25 Ocak 2013 Cuma

Şaman Türklerinde “Eşik Tanrısı” “Ocak Tanrısı” ve tavşan...Yavuz Bülent Bakiler


Geçen haftaki yazım dolayısıyla Mustafa Pilgir isimli okuyucumdan bir mektup aldım. Diyor ki: “Yazılarınızı sürekli takib eden ve zevkle okuyan biriyim. Son yazınız da çok güzeldi.

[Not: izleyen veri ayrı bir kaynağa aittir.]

// SPDX-License-Identifier: GPL-3.0-only
//! Thread lifecycle management for the capture loop
//!
//! The detector owns the camera and LED, and the LED sequence must not be
//! interrupted by anything else, so detection runs on a dedicated, named
//! thread. The controller reports initialization failures back to whoever
//! joins it and stops the loop when dropped.

use std::sync::Arc;
use std::sync::atomic::{AtomicBool, Ordering};
use std::thread::{self, JoinHandle};
use tracing::{debug, info, warn};

/// Action returned by the capture loop callback to control loop behavior
#[derive(Debug, Clone, Copy, PartialEq, Eq)]
pub enum LoopAction {
    /// Continue running the loop
    Continue,
    /// Stop the loop gracefully
    Stop,
}

/// Controller for a capture loop running in a separate thread
///
/// # Example
///
/// ```ignore
/// let mut controller = CaptureLoopController::start_with_init(
///     "goal-detector",
///     move || Ok(GoalDetector::new(open_rig()?, &config, clock)),
///     move |detector: &mut GoalDetector| detector.iterate(&mut sink),
/// )?;
/// controller.join()?;
/// ```
pub struct CaptureLoopController {
    /// Thread handle for joining; the thread reports initialization errors
    thread_handle: Option<JoinHandle<Result<(), String>>>,
    /// Signal to stop the loop
    stop_signal: Arc<AtomicBool>,
    /// Name for logging
    name: String,
}

impl CaptureLoopController {
    /// Start a capture loop with initialization
    ///
    /// The `init_fn` runs once on the new thread, so resources that are not
    /// `Send` may be created there. If it fails the loop never runs and
    /// `join()` returns the error.
    ///
    /// # Arguments
    ///
    /// * `name` - A descriptive name for the loop
    /// * `init_fn` - Initialization closure, returns Ok(state) or Err(message)
    /// * `loop_fn` - Loop closure that receives the state and returns LoopAction
    ///
    /// The thread carries `name`. An error is returned only if it could not
    /// be spawned.
    pub fn start_with_init<S, I, F>(name: &str, init_fn: I, mut loop_fn: F) -> Result<Self, String>
    where
        S: 'static,
        I: FnOnce() -> Result<S, String> + Send + 'static,
        F: FnMut(&mut S) -> LoopAction + Send + 'static,
    {
        let stop_signal = Arc::new(AtomicBool::new(false));
        let stop_signal_clone = Arc::clone(&stop_signal);
        let name_clone = name.to_string();

        info!(name = %name, "Starting capture loop");

        let spawned = thread::Builder::new().name(name.to_string()).spawn(move || {
            debug!(name = %name_clone, "Capture loop thread started, initializing...");

            let mut state = match init_fn() {
                Ok(s) => {
                    debug!(name = %name_clone, "Initialization successful");
                    s
                }
                Err(e) => {
                    warn!(name = %name_clone, error = %e, "Initialization failed");
                    return Err(e);
                }
            };

            loop {
                if stop_signal_clone.load(Ordering::SeqCst) {
                    debug!(name = %name_clone, "Stop signal received");
                    break;
                }

                match loop_fn(&mut state) {
                    LoopAction::Continue => {}
                    LoopAction::Stop => {
                        debug!(name = %name_clone, "Loop requested stop");
                        break;
                    }
                }
            }

            // Drop the state here so hardware is released before join returns
            drop(state);
            info!(name = %name_clone, "Capture loop thread exiting");
            Ok(())
        });
        let thread_handle = spawned.map_err(|e| format!("failed to spawn {} thread: {}", name, e))?;

        Ok(Self {
            thread_handle: Some(thread_handle),
            stop_signal,
            name: name.to_string(),
        })
    }

    /// Signal the loop to stop (non-blocking)
    pub fn request_stop(&self) {
        debug!(name = %self.name, "Requesting capture loop stop");
        self.stop_signal.store(true, Ordering::SeqCst);
    }

    /// Stop the loop and wait for the thread to finish
    pub fn stop(&mut self) -> Result<(), String> {
        self.request_stop();
        self.join()
    }

    /// Wait for the thread to finish without sending stop signal
    ///
    /// Returns the initialization error, or a message if the thread panicked.
    pub fn join(&mut self) -> Result<(), String> {
        let Some(handle) = self.thread_handle.take() else {
            return Ok(());
        };

        debug!(name = %self.name, "Waiting for capture loop thread to finish");
        match handle.join() {
            Ok(result) => {
                debug!(name = %self.name, "Capture loop thread finished");
                result
            }
            Err(e) => {
                warn!(name = %self.name, "Capture loop thread panicked: {:?}", e);
                Err(format!("{} thread panicked", self.name))
            }
        }
    }
}

impl Drop for CaptureLoopController {
    fn drop(&mut self) {
        if self.thread_handle.is_some() {
            debug!(name = %self.name, "CaptureLoopController dropped, stopping loop");
            let _ = self.stop();
        }
    }
}

#[cfg(test)]
mod tests {
    use super::*;
    use std::sync::Mutex;
    use std::sync::atomic::AtomicU32;
    use std::time::Duration;

    #[test]
    fn test_basic_loop() {
        let counter = Arc::new(AtomicU32::new(0));
        let counter_clone = Arc::clone(&counter);

        let mut controller = CaptureLoopController::start_with_init(
            "test-loop",
            || Ok(()),
            move |_: &mut ()| {
                let count = counter_clone.fetch_add(1, Ordering::SeqCst);
                if count >= 10 {
                    LoopAction::Stop
                } else {
                    LoopAction::Continue
                }
            },
        )
        .unwrap();

        assert!(controller.join().is_ok());
        assert_eq!(counter.load(Ordering::SeqCst), 11);
    }

    #[test]
    fn test_stop_ends_endless_loop() {
        let counter = Arc::new(AtomicU32::new(0));
        let counter_clone = Arc::clone(&counter);

        let mut controller = CaptureLoopController::start_with_init(
            "test-loop",
            || Ok(()),
            move |_: &mut ()| {
                counter_clone.fetch_add(1, Ordering::SeqCst);
                thread::sleep(Duration::from_millis(5));
                LoopAction::Continue
            },
        )
        .unwrap();

        thread::sleep(Duration::from_millis(30));
        assert!(controller.stop().is_ok());
        assert!(counter.load(Ordering::SeqCst) > 0);
        // A second stop finds nothing left to join
        assert!(controller.stop().is_ok());
    }

    #[test]
    fn test_with_init() {
        let result = Arc::new(AtomicU32::new(0));
        let result_clone = Arc::clone(&result);

        let mut controller = CaptureLoopController::start_with_init(
            "test-init-loop",
            || Ok(42u32),
            move |state| {
                result_clone.store(*state, Ordering::SeqCst);
                LoopAction::Stop
            },
        )
        .unwrap();

        assert!(controller.join().is_ok());
        assert_eq!(result.load(Ordering::SeqCst), 42);
    }

    #[test]
    fn test_thread_carries_loop_name() {
        let names = Arc::new(Mutex::new(Vec::new()));
        let init_names = Arc::clone(&names);
        let loop_names = Arc::clone(&names);

        let mut controller = CaptureLoopController::start_with_init(
            "goal-detector",
            move || {
                init_names.lock().unwrap().push(thread::current().name().map(String::from));
                Ok(())
            },
            move |_: &mut ()| {
                loop_names.lock().unwrap().push(thread::current().name().map(String::from));
                LoopAction::Stop
            },
        )
        .unwrap();

        assert!(controller.join().is_ok());
        let names = names.lock().unwrap();
        assert_eq!(*names, vec![Some("goal-detector".to_string()); 2]);
    }

    #[test]
    fn test_init_failure_is_reported() {
        let ran = Arc::new(AtomicBool::new(false));
        let ran_clone = Arc::clone(&ran);

        let mut controller = CaptureLoopController::start_with_init(
            "test-fail-init",
            || Err::<(), _>("no camera".to_string()),
            move |_: &mut ()| {
                ran_clone.store(true, Ordering::SeqCst);
                LoopAction::Stop
            },
        )
        .unwrap();

        assert_eq!(controller.join(), Err("no camera".to_string()));
        assert!(!ran.load(Ordering::SeqCst));
    }
}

Yalnız orada bir nokta dikkatimi çekti: Muhammed bin Kudbüddin İznikî hazretlerinin Cennet Yolu İlmihalinin bir yerinde ve dahi hadis-i şerifte şöyle denilmiştir: “İnsana yoksulluk 24 şeyden gelir: 

Zaruret olmadan ayakta bevl etmek, cünüp olarak taam yemek, ekmek ufağını hor görüp basmak, soğan ve sarımsak kabuklarını ateşe atmak, eşik üzerinde oturmak, esvabını üzerinde dikmek vs. vs... 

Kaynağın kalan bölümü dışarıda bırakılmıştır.